----- Information supplied

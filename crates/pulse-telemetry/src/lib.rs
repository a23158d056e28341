// Copyright 2025 eraflo
//
// Licensed under the Apache License, Version 2.0 (the "License");
// you may not use this file except in compliance with the License.
// You may obtain a copy of the License at
//
//     http://www.apache.org/licenses/LICENSE-2.0
//
// Unless required by applicable law or agreed to in writing, software
// distributed under the License is distributed on an "AS IS" BASIS,
// WITHOUT WARRANTIES OR CONDITIONS OF ANY KIND, either express or implied.
// See the License for the specific language governing permissions and
// limitations under the License.

//! Tagged metric registries and exporters.
//!
//! This crate aggregates the instruments defined in `pulse-core`: the
//! mutex-protected [`registry::LeafRegistry`] owns all metric storage, the
//! prefixed/segmented decorators compose naming and default-tag transforms
//! over it, [`runtime::RuntimeStatCapturer`] samples process-level
//! statistics into pre-registered instruments, and the [`export`] reporters
//! ship periodic snapshots to OpenTSDB or a Prometheus scrape surface.

pub mod export;
pub mod registry;
pub mod runtime;

pub use self::registry::{LeafRegistry, PrefixedRegistry, Registry, SegmentedRegistry};
pub use self::runtime::RuntimeStatCapturer;
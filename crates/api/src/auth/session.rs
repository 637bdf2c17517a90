//! Signed session cookies for the page surface.
//!
//! A session is an HS256-signed JWT carried in the `carlot_session` cookie.
//! Each token's `jti` also names a row in the `sessions` table; the cookie
//! only authenticates while that row exists, so logging out deletes it.

use axum::http::header::{InvalidHeaderValue, COOKIE};
use axum::http::{HeaderMap, HeaderValue};
use jsonwebtoken::{decode, encode, DecodingKey, EncodingKey, Header, Validation};
use serde::{Deserialize, Serialize};
use uuid::Uuid;
use carlot_core::types::{DbId, Timestamp};

use crate::config::{parse_env, ConfigError};

/// Name of the page-surface session cookie.
pub const SESSION_COOKIE_NAME: &str = "carlot_session";

/// Default session lifetime: two weeks.
const DEFAULT_SESSION_TTL_HOURS: i64 = 14 * 24;

/// Longest accepted session lifetime: one year.
pub const MAX_SESSION_TTL_HOURS: i64 = 366 * 24;

/// JWT claims embedded in every session cookie.
#[derive(Debug, Serialize, Deserialize, Clone)]
pub struct SessionClaims {
    /// Subject -- the user's internal database id.
    pub sub: DbId,
    /// Expiration time (UTC Unix timestamp).
    pub exp: i64,
    /// Issued-at time (UTC Unix timestamp).
    pub iat: i64,
    /// Unique session identifier (UUID v4); the `sessions` row id.
    pub jti: String,
}

/// Configuration for signing and validating session cookies.
#[derive(Debug, Clone)]
pub struct SessionConfig {
    /// HMAC-SHA256 secret used to sign and verify session tokens.
    pub secret: String,
    /// Session lifetime in hours.
    pub ttl_hours: i64,
    /// Whether to mark the cookie `Secure` (HTTPS only).
    pub cookie_secure: bool,
}

impl SessionConfig {
    /// Load session configuration from environment variables.
    ///
    /// | Env Var                 | Required | Default |
    /// |-------------------------|----------|---------|
    /// | `SESSION_SECRET`        | **yes**  | --      |
    /// | `SESSION_TTL_HOURS`     | no       | `336`   |
    /// | `SESSION_COOKIE_SECURE` | no       | `false` |
    ///
    /// `SESSION_TTL_HOURS` must lie between 1 and [`MAX_SESSION_TTL_HOURS`].
    pub fn from_env() -> Result<Self, ConfigError> {
        let secret =
            std::env::var("SESSION_SECRET").map_err(|_| ConfigError::Missing("SESSION_SECRET"))?;
        if secret.is_empty() {
            return Err(ConfigError::Empty {
                var: "SESSION_SECRET",
            });
        }

        let ttl_hours = check_ttl_hours(parse_env(
            "SESSION_TTL_HOURS",
            DEFAULT_SESSION_TTL_HOURS,
            TTL_EXPECTED,
        )?)?;
        let cookie_secure = parse_env("SESSION_COOKIE_SECURE", false, "true or false")?;

        Ok(Self {
            secret,
            ttl_hours,
            cookie_secure,
        })
    }

    fn max_age_secs(&self) -> i64 {
        self.ttl_hours.clamp(1, MAX_SESSION_TTL_HOURS) * 3600
    }
}

const TTL_EXPECTED: &str = "a whole number of hours between 1 and 8784";

/// Reject lifetimes that would produce already-expired or overflowing cookies.
pub(crate) fn check_ttl_hours(hours: i64) -> Result<i64, ConfigError> {
    if (1..=MAX_SESSION_TTL_HOURS).contains(&hours) {
        Ok(hours)
    } else {
        Err(ConfigError::Invalid {
            var: "SESSION_TTL_HOURS",
            value: hours.to_string(),
            expected: TTL_EXPECTED,
        })
    }
}

/// A freshly signed session, ready to be recorded and sent as a cookie.
#[derive(Debug, Clone)]
pub struct IssuedSession {
    pub token: String,
    pub jti: String,
    pub expires_at: Timestamp,
}

/// Sign a session token for `user_id`.
pub fn issue_session_token(
    user_id: DbId,
    config: &SessionConfig,
) -> Result<IssuedSession, jsonwebtoken::errors::Error> {
    let now = chrono::Utc::now();
    let expires_at = now + chrono::Duration::seconds(config.max_age_secs());
    let claims = SessionClaims {
        sub: user_id,
        exp: expires_at.timestamp(),
        iat: now.timestamp(),
        jti: Uuid::new_v4().to_string(),
    };

    let token = encode(
        &Header::default(), // HS256
        &claims,
        &EncodingKey::from_secret(config.secret.as_bytes()),
    )?;

    Ok(IssuedSession {
        token,
        jti: claims.jti,
        expires_at,
    })
}

/// Validate and decode a session token, returning the embedded claims.
///
/// Validates the signature and expiration.
pub fn validate_session_token(
    token: &str,
    config: &SessionConfig,
) -> Result<SessionClaims, jsonwebtoken::errors::Error> {
    let token_data = decode::<SessionClaims>(
        token,
        &DecodingKey::from_secret(config.secret.as_bytes()),
        &Validation::default(), // HS256, validates exp
    )?;
    Ok(token_data.claims)
}

/// `Set-Cookie` value establishing a session.
pub fn session_cookie(token: &str, config: &SessionConfig) -> Result<HeaderValue, InvalidHeaderValue> {
    let mut cookie = format!(
        "{SESSION_COOKIE_NAME}={token}; Path=/; HttpOnly; SameSite=Lax; Max-Age={}",
        config.max_age_secs()
    );
    if config.cookie_secure {
        cookie.push_str("; Secure");
    }
    HeaderValue::from_str(&cookie)
}

/// `Set-Cookie` value that removes the session cookie.
pub fn clear_session_cookie(config: &SessionConfig) -> HeaderValue {
    if config.cookie_secure {
        HeaderValue::from_static(
            "carlot_session=; Path=/; HttpOnly; SameSite=Lax; Max-Age=0; Secure",
        )
    } else {
        HeaderValue::from_static("carlot_session=; Path=/; HttpOnly; SameSite=Lax; Max-Age=0")
    }
}

/// Pull the raw session token out of the `Cookie` header(s), if present.
pub fn extract_session_token(headers: &HeaderMap) -> Option<String> {
    headers
        .get_all(COOKIE)
        .iter()
        .filter_map(|value| value.to_str().ok())
        .flat_map(|value| value.split(';'))
        .filter_map(|pair| pair.trim().split_once('='))
        .find(|(name, _)| name.trim() == SESSION_COOKIE_NAME)
        .map(|(_, value)| value.trim().to_string())
        .filter(|value| !value.is_empty())
}
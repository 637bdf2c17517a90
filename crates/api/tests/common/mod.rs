#![allow(dead_code)]

use std::sync::Arc;

use axum::body::Body;
use axum::http::header::{AUTHORIZATION, CONTENT_TYPE, COOKIE, LOCATION, SET_COOKIE};
use axum::http::{Method, Request, Response, StatusCode};
use axum::Router;
use http_body_util::BodyExt;
use sqlx::SqlitePool;
use tower::ServiceExt;

use carlot_api::auth::session::SessionConfig;
use carlot_api::config::ServerConfig;
use carlot_api::router::build_app_router;
use carlot_api::state::AppState;

pub const PASSWORD: &str = "correct horse battery staple";

/// Build a test `ServerConfig` with safe defaults and a fixed session secret.
pub fn test_config() -> ServerConfig {
    ServerConfig {
        host: "127.0.0.1".to_string(),
        port: 0,
        database_url: "sqlite::memory:".to_string(),
        cors_origins: vec!["http://localhost:5173".to_string()],
        request_timeout_secs: 30,
        session: SessionConfig {
            secret: "integration-test-session-secret".to_string(),
            ttl_hours: 1,
            cookie_secure: false,
        },
    }
}

/// Build the full application router, with every middleware layer, over
/// the given pool.
pub fn build_test_app(pool: SqlitePool) -> Router {
    let config = test_config();
    let state = AppState {
        pool,
        config: Arc::new(config.clone()),
    };
    build_app_router(state, &config)
}

// ---------------------------------------------------------------------------
// Request helpers
// ---------------------------------------------------------------------------

async fn send(app: Router, request: Request<Body>) -> Response<Body> {
    app.oneshot(request).await.unwrap()
}

fn json_request(method: Method, uri: &str, token: Option<&str>, body: serde_json::Value) -> Request<Body> {
    let mut builder = Request::builder()
        .method(method)
        .uri(uri)
        .header(CONTENT_TYPE, "application/json");
    if let Some(token) = token {
        builder = builder.header(AUTHORIZATION, format!("Token {token}"));
    }
    builder.body(Body::from(body.to_string())).unwrap()
}

pub async fn get(app: Router, uri: &str) -> Response<Body> {
    let request = Request::builder().uri(uri).body(Body::empty()).unwrap();
    send(app, request).await
}

pub async fn get_auth(app: Router, uri: &str, token: &str) -> Response<Body> {
    let request = Request::builder()
        .uri(uri)
        .header(AUTHORIZATION, format!("Token {token}"))
        .body(Body::empty())
        .unwrap();
    send(app, request).await
}

pub async fn post_json(app: Router, uri: &str, body: serde_json::Value) -> Response<Body> {
    send(app, json_request(Method::POST, uri, None, body)).await
}

pub async fn post_json_auth(
    app: Router,
    uri: &str,
    body: serde_json::Value,
    token: &str,
) -> Response<Body> {
    send(app, json_request(Method::POST, uri, Some(token), body)).await
}

pub async fn put_json_auth(
    app: Router,
    uri: &str,
    body: serde_json::Value,
    token: &str,
) -> Response<Body> {
    send(app, json_request(Method::PUT, uri, Some(token), body)).await
}

pub async fn delete(app: Router, uri: &str) -> Response<Body> {
    let request = Request::builder()
        .method(Method::DELETE)
        .uri(uri)
        .body(Body::empty())
        .unwrap();
    send(app, request).await
}

pub async fn delete_auth(app: Router, uri: &str, token: &str) -> Response<Body> {
    let request = Request::builder()
        .method(Method::DELETE)
        .uri(uri)
        .header(AUTHORIZATION, format!("Token {token}"))
        .body(Body::empty())
        .unwrap();
    send(app, request).await
}

/// GET a page, optionally carrying a session cookie (`carlot_session=...`).
pub async fn get_page(app: Router, uri: &str, cookie: Option<&str>) -> Response<Body> {
    let mut builder = Request::builder().uri(uri);
    if let Some(cookie) = cookie {
        builder = builder.header(COOKIE, cookie);
    }
    send(app, builder.body(Body::empty()).unwrap()).await
}

/// POST an urlencoded form, optionally carrying a session cookie.
pub async fn post_form(app: Router, uri: &str, form: &str, cookie: Option<&str>) -> Response<Body> {
    let mut builder = Request::builder()
        .method(Method::POST)
        .uri(uri)
        .header(CONTENT_TYPE, "application/x-www-form-urlencoded");
    if let Some(cookie) = cookie {
        builder = builder.header(COOKIE, cookie);
    }
    send(app, builder.body(Body::from(form.to_string())).unwrap()).await
}

// ---------------------------------------------------------------------------
// Response helpers
// ---------------------------------------------------------------------------

pub async fn body_json(response: Response<Body>) -> serde_json::Value {
    let bytes = response.into_body().collect().await.unwrap().to_bytes();
    serde_json::from_slice(&bytes).unwrap()
}

pub async fn body_text(response: Response<Body>) -> String {
    let bytes = response.into_body().collect().await.unwrap().to_bytes();
    String::from_utf8(bytes.to_vec()).unwrap()
}

pub fn location(response: &Response<Body>) -> &str {
    response.headers()[LOCATION].to_str().unwrap()
}

/// The `name=value` part of the response's `Set-Cookie` header.
pub fn set_cookie_pair(response: &Response<Body>) -> String {
    let header = response.headers()[SET_COOKIE].to_str().unwrap();
    header.split(';').next().unwrap().trim().to_string()
}

// ---------------------------------------------------------------------------
// Account helpers
// ---------------------------------------------------------------------------

/// Register through the API and return the issued token.
pub async fn register_user(app: &Router, username: &str) -> String {
    let body = serde_json::json!({
        "username": username,
        "email": format!("{username}@example.com"),
        "password": PASSWORD,
    });
    let response = post_json(app.clone(), "/auth/register/", body).await;
    assert_eq!(response.status(), StatusCode::CREATED);
    body_json(response).await["token"]
        .as_str()
        .unwrap()
        .to_string()
}

/// Log in through the `/auth/` page and return the session cookie pair.
pub async fn page_login(app: &Router, username: &str) -> String {
    let form = format!("login=1&username={username}&password=correct+horse+battery+staple");
    let response = post_form(app.clone(), "/auth/", &form, None).await;
    assert_eq!(response.status(), StatusCode::SEE_OTHER);
    assert_eq!(location(&response), "/");
    set_cookie_pair(&response)
}

/// Create a listing through the API and return its JSON.
pub async fn create_listing(app: &Router, token: &str, make: &str, model: &str) -> serde_json::Value {
    let body = serde_json::json!({
        "make": make,
        "model": model,
        "year": 1990,
        "description": format!("{make} {model}, runs well"),
    });
    let response = post_json_auth(app.clone(), "/api/cars/", body, token).await;
    assert_eq!(response.status(), StatusCode::CREATED);
    body_json(response).await
}
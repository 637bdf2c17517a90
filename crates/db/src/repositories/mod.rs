//! Repository layer.
//!
//! Each repository is a zero-sized struct providing async CRUD methods
//! that accept `&SqlitePool` as the first argument.

pub mod api_token_repo;
pub mod comment_repo;
pub mod listing_repo;
pub mod session_repo;
pub mod user_repo;

pub use api_token_repo::ApiTokenRepo;
pub use comment_repo::CommentRepo;
pub use listing_repo::ListingRepo;
pub use session_repo::SessionRepo;
pub use user_repo::UserRepo;
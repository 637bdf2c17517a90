//! User entity model and DTOs.

use serde::Serialize;
use sqlx::FromRow;
use carlot_core::types::{DbId, Timestamp};

/// Full user row from the `users` table.
///
/// Contains the password hash -- NEVER serialize this to API responses directly.
/// Use [`UserSummary`] for external-facing output.
#[derive(Debug, Clone, FromRow)]
pub struct User {
    pub id: DbId,
    pub username: String,
    pub email: String,
    pub password_hash: String,
    pub created_at: Timestamp,
}

/// Public user info embedded in listing responses.
#[derive(Debug, Clone, PartialEq, Eq, Serialize)]
pub struct UserSummary {
    pub id: DbId,
    pub username: String,
    pub email: String,
}

impl From<&User> for UserSummary {
    fn from(user: &User) -> Self {
        Self {
            id: user.id,
            username: user.username.clone(),
            email: user.email.clone(),
        }
    }
}

/// DTO for creating a new user. The password must already be hashed.
#[derive(Debug)]
pub struct CreateUser {
    pub username: String,
    pub email: String,
    pub password_hash: String,
}
//! Route definitions for the `/api/cars` resource and its comments.
//!
//! Paths are absolute and keep their trailing slashes.

use axum::routing::get;
use axum::Router;

use crate::handlers::{comments, listings};
use crate::state::AppState;

/// Listing and comment routes.
///
/// ```text
/// GET    /api/cars/                 -> list
/// POST   /api/cars/                 -> create (requires token)
/// GET    /api/cars/{id}/            -> get_by_id
/// PUT    /api/cars/{id}/            -> update (owner only)
/// DELETE /api/cars/{id}/            -> delete (owner only)
/// GET    /api/cars/{id}/comments/   -> comments::list
/// POST   /api/cars/{id}/comments/   -> comments::create (requires token)
/// ```
pub fn router() -> Router<AppState> {
    Router::new()
        .route("/api/cars/", get(listings::list).post(listings::create))
        .route(
            "/api/cars/{id}/",
            get(listings::get_by_id)
                .put(listings::update)
                .delete(listings::delete),
        )
        .route(
            "/api/cars/{id}/comments/",
            get(comments::list).post(comments::create),
        )
}
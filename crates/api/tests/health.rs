//! Integration tests for the health check endpoint and general HTTP behaviour.

mod common;

use axum::body::Body;
use axum::http::{Method, Request, StatusCode};
use common::{body_json, get};
use sqlx::SqlitePool;
use tower::ServiceExt;

#[sqlx::test(migrations = "../db/migrations")]
async fn health_check_returns_ok_with_json(pool: SqlitePool) {
    let app = common::build_test_app(pool);
    let response = get(app, "/health").await;

    assert_eq!(response.status(), StatusCode::OK);

    let json = body_json(response).await;
    assert_eq!(json["status"], "ok");
    assert!(json["version"].is_string());
    assert_eq!(json["db_healthy"], true);
}

#[sqlx::test(migrations = "../db/migrations")]
async fn unknown_route_returns_404(pool: SqlitePool) {
    let app = common::build_test_app(pool);
    let response = get(app, "/this-route-does-not-exist").await;

    assert_eq!(response.status(), StatusCode::NOT_FOUND);
}

#[sqlx::test(migrations = "../db/migrations")]
async fn response_contains_x_request_id_header(pool: SqlitePool) {
    let app = common::build_test_app(pool);
    let response = get(app, "/health").await;

    assert!(response.headers().contains_key("x-request-id"));
}

#[sqlx::test(migrations = "../db/migrations")]
async fn cors_preflight_allows_configured_origin(pool: SqlitePool) {
    let app = common::build_test_app(pool);
    let request = Request::builder()
        .method(Method::OPTIONS)
        .uri("/api/cars/")
        .header("origin", "http://localhost:5173")
        .header("access-control-request-method", "POST")
        .body(Body::empty())
        .unwrap();

    let response = app.oneshot(request).await.unwrap();

    assert_eq!(response.status(), StatusCode::OK);
    assert_eq!(
        response.headers()["access-control-allow-origin"],
        "http://localhost:5173"
    );
}
use std::sync::Arc;

use crate::config::ServerConfig;

/// Shared application state available to all Axum handlers via `State<AppState>`.
///
/// This is cheaply cloneable (inner data is behind `Arc` or is already `Clone`).
#[derive(Clone)]
pub struct AppState {
    /// Database connection pool.
    pub pool: carlot_db::DbPool,
    /// Server configuration (session secret, timeouts).
    pub config: Arc<ServerConfig>,
}
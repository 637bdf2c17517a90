use axum::extract::State;
use axum::{routing::get, Json, Router};
use serde::Serialize;

use crate::state::AppState;

/// Health check response payload.
#[derive(Serialize)]
pub struct HealthResponse {
    /// Overall service status.
    pub status: &'static str,
    /// Crate version from Cargo.toml.
    pub version: &'static str,
    /// Whether the database answers a trivial query.
    pub db_healthy: bool,
}

/// GET /health -- returns service and database health.
async fn health_check(State(state): State<AppState>) -> Json<HealthResponse> {
    let db_healthy = carlot_db::health_check(&state.pool).await.is_ok();

    let status = if db_healthy { "ok" } else { "degraded" };

    Json(HealthResponse {
        status,
        version: env!("CARGO_PKG_VERSION"),
        db_healthy,
    })
}

/// Mount the health check route at the root.
pub fn router() -> Router<AppState> {
    Router::new().route("/health", get(health_check))
}
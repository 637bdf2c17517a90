//! Handlers for the `/api/cars` resource.
//!
//! Reads are public. Creation needs a token; update and delete additionally
//! need the caller to own the listing. The listing is looked up before the
//! ownership check, so a missing id is 404 for everyone.

use axum::extract::{Path, State};
use axum::http::StatusCode;
use axum::Json;
use carlot_core::error::CoreError;
use carlot_core::fields::IntegerInput;
use carlot_core::listing::{validate_listing, ListingFields};
use carlot_core::ownership::{authorize_listing_mutation, require_user, ListingAction};
use carlot_core::types::DbId;
use carlot_db::models::listing::Listing;
use carlot_db::repositories::ListingRepo;
use serde::Deserialize;
use serde_json::Value;

use crate::error::AppResult;
use crate::extract::ApiJson;
use crate::middleware::auth::AuthUser;
use crate::state::AppState;

/// Request body for create and update.
///
/// There is no owner field; any `owner` key in the body is ignored. `year`
/// is kept as raw JSON so a wrongly typed value becomes a field error.
#[derive(Debug, Deserialize)]
pub struct ListingPayload {
    pub make: Option<String>,
    pub model: Option<String>,
    pub year: Option<Value>,
    pub description: Option<String>,
}

impl ListingPayload {
    fn validate(&self) -> Result<ListingFields, CoreError> {
        validate_listing(
            self.make.as_deref(),
            self.model.as_deref(),
            year_input(self.year.as_ref()),
            self.description.as_deref(),
        )
    }
}

fn year_input(value: Option<&Value>) -> IntegerInput<'_> {
    match value {
        None | Some(Value::Null) => IntegerInput::Missing,
        Some(Value::Number(n)) => n.as_i64().map_or(IntegerInput::Invalid, IntegerInput::Number),
        Some(Value::String(s)) => IntegerInput::Text(s),
        Some(_) => IntegerInput::Invalid,
    }
}

/// GET /api/cars/
pub async fn list(State(state): State<AppState>) -> AppResult<Json<Vec<Listing>>> {
    let listings = ListingRepo::list(&state.pool).await?;
    Ok(Json(listings))
}

/// GET /api/cars/{id}/
pub async fn get_by_id(
    State(state): State<AppState>,
    Path(id): Path<DbId>,
) -> AppResult<Json<Listing>> {
    let listing = find_listing(&state, id).await?;
    Ok(Json(listing))
}

/// POST /api/cars/
pub async fn create(
    user: AuthUser,
    State(state): State<AppState>,
    ApiJson(input): ApiJson<ListingPayload>,
) -> AppResult<(StatusCode, Json<Listing>)> {
    let owner_id = require_user(user.caller())?;
    let fields = input.validate()?;

    let listing = ListingRepo::create(&state.pool, owner_id, &fields).await?;
    tracing::info!(listing_id = listing.id, user_id = owner_id, "Listing created");

    Ok((StatusCode::CREATED, Json(listing)))
}

/// PUT /api/cars/{id}/
///
/// Replaces make, model, year and description. The owner never changes.
pub async fn update(
    user: AuthUser,
    State(state): State<AppState>,
    Path(id): Path<DbId>,
    ApiJson(input): ApiJson<ListingPayload>,
) -> AppResult<Json<Listing>> {
    let existing = find_listing(&state, id).await?;
    authorize(user, &existing, ListingAction::Update)?;
    let fields = input.validate()?;

    let listing = ListingRepo::update(&state.pool, id, &fields)
        .await?
        .ok_or(CoreError::NotFound {
            entity: "Listing",
            id,
        })?;
    tracing::info!(listing_id = id, user_id = user.user_id, "Listing updated");

    Ok(Json(listing))
}

/// DELETE /api/cars/{id}/
pub async fn delete(
    user: AuthUser,
    State(state): State<AppState>,
    Path(id): Path<DbId>,
) -> AppResult<StatusCode> {
    let existing = find_listing(&state, id).await?;
    authorize(user, &existing, ListingAction::Delete)?;

    if !ListingRepo::delete(&state.pool, id).await? {
        return Err(CoreError::NotFound {
            entity: "Listing",
            id,
        }
        .into());
    }
    tracing::info!(listing_id = id, user_id = user.user_id, "Listing deleted");

    Ok(StatusCode::NO_CONTENT)
}

pub(crate) async fn find_listing(state: &AppState, id: DbId) -> AppResult<Listing> {
    let listing = ListingRepo::find_by_id(&state.pool, id)
        .await?
        .ok_or(CoreError::NotFound {
            entity: "Listing",
            id,
        })?;
    Ok(listing)
}

fn authorize(user: AuthUser, listing: &Listing, action: ListingAction) -> Result<DbId, CoreError> {
    authorize_listing_mutation(user.caller(), listing.owner.id, action).inspect_err(|_| {
        tracing::warn!(
            listing_id = listing.id,
            owner_id = listing.owner.id,
            user_id = user.user_id,
            ?action,
            "Listing mutation rejected: not the owner"
        );
    })
}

----------

Task goal:
Some lines in the data above hold the string "None". Find and copy each of them.

Task result:
    send(app, json_request(Method::POST, uri, None, body)).await
    let response = post_form(app.clone(), "/auth/", &form, None).await;
        None | Some(Value::Null) => IntegerInput::Missing,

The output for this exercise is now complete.